As you probably know, both my parents are in their 80s and they need a bit of help. To that end, I’ve been trying to get some disability aids out of Social Services for them. It’s not that social services won’t give them, just that it takes ages. There’s one particular thing called a ‘perching stool’ which Mum could really use in the kitchen, right now. But there’s a 20 working day waiting time before they can even call you back and start the process. I have been wondering if I should buy one – if Social came up trumps with a second I could always put the bought one in the greenhouse for her.
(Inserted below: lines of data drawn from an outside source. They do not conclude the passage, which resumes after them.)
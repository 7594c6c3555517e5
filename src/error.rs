// Copyright 2024 The amqp-courier Authors
// Licensed under the Apache License, Version 2.0 (the "License");
// you may not use this file except in compliance with the License.
// You may obtain a copy of the License at
//
// http://www.apache.org/licenses/LICENSE-2.0
//
// Unless required by applicable law or agreed to in writing, software
// distributed under the License is distributed on an "AS IS" BASIS,
// WITHOUT WARRANTIES OR CONDITIONS OF ANY KIND, either express or implied.
// See the License for the specific language governing permissions and
// limitations under the License.

//! Error types surfaced by the façade.
//!
//! Publish-path failures carry their cause; subscriber pipeline failures are
//! never surfaced here, they become reject decisions (see
//! [Scope::subscribe][crate::Scope::subscribe]).

use thiserror::Error;

use crate::codec::CodecError;
use crate::crypto::CryptoError;
use crate::store::StoreError;
use crate::transport::BrokerError;

/// A problem with the composed configuration, detected before any I/O.
#[derive(Debug, Error)]
pub enum ConfigError {
    #[error("no endpoint named `{0}` is registered")]
    UnknownEndpoint(String),
    #[error("no default endpoint is registered")]
    NoDefaultEndpoint,
    #[error("a connector is required to build a courier")]
    MissingConnector,
    #[error("endpoint `{0}` offloads payloads but no blob store is configured")]
    MissingObjectStore(String),
    #[error("payload is not a portable encrypted hash")]
    InvalidEncryptedPayload,
}

/// An error returned from [Scope::publish][crate::Scope::publish].
#[derive(Debug, Error)]
pub enum PublishError {
    #[error(transparent)]
    Config(#[from] ConfigError),
    #[error(transparent)]
    Codec(#[from] CodecError),
    #[error(transparent)]
    Crypto(#[from] CryptoError),
    #[error(transparent)]
    Store(#[from] StoreError),
    #[error(transparent)]
    Broker(#[from] BrokerError),
}

/// An error binding a subscriber to its endpoint.
#[derive(Debug, Error)]
pub enum SubscribeError {
    #[error(transparent)]
    Config(#[from] ConfigError),
    #[error(transparent)]
    Broker(#[from] BrokerError),
}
But I was havering, because they cost a sod of a lot of money, these things.

So imagine how insanely chipper I was to discover this bizarrely obscure item in a skip this morning, just outside my gym! It was brand new and it wasn’t alone. It was in there with three other disability aids: a riser loo seat for people with dodgy hips which was still wrapped in its plastic and a really handy trolly-cum-walker with two shelves for trays. All had labels on with a number to call for collection after use, so at the least, I thought, if Mum and Dad have no use for them, I can ring the number and get them back to people who need them. Anyway, I had to take the trolley because it was the only way I was going to get the stuff, plus my bicycle, home. So, with the help of three of the ladies who also attend my gym, who praised me for my Womble* like tendences, I climbed into the skip and relieved it of its disability enhancing contents.

SkipScore

If anyone had ever told me I would get excited about finding items like these in a skip I’d have told them to piss off. Luckily, no-one did. Unlike the time I said I’d never marry a lawyer and then…

It will be even more of a challenge to get the things – which are square and firm and most non-folding – from Bury St Edmunds to Sussex in a Lotus. I might have to borrow McOther’s car.

Even so it’s a bit of a result. I am, naturally, hugely chuffed to have these difficult-to-get things fall into my lap, instantly, when I never expected them to, and for free.

Mwah hahahahrgh! Sometimes the stars just align.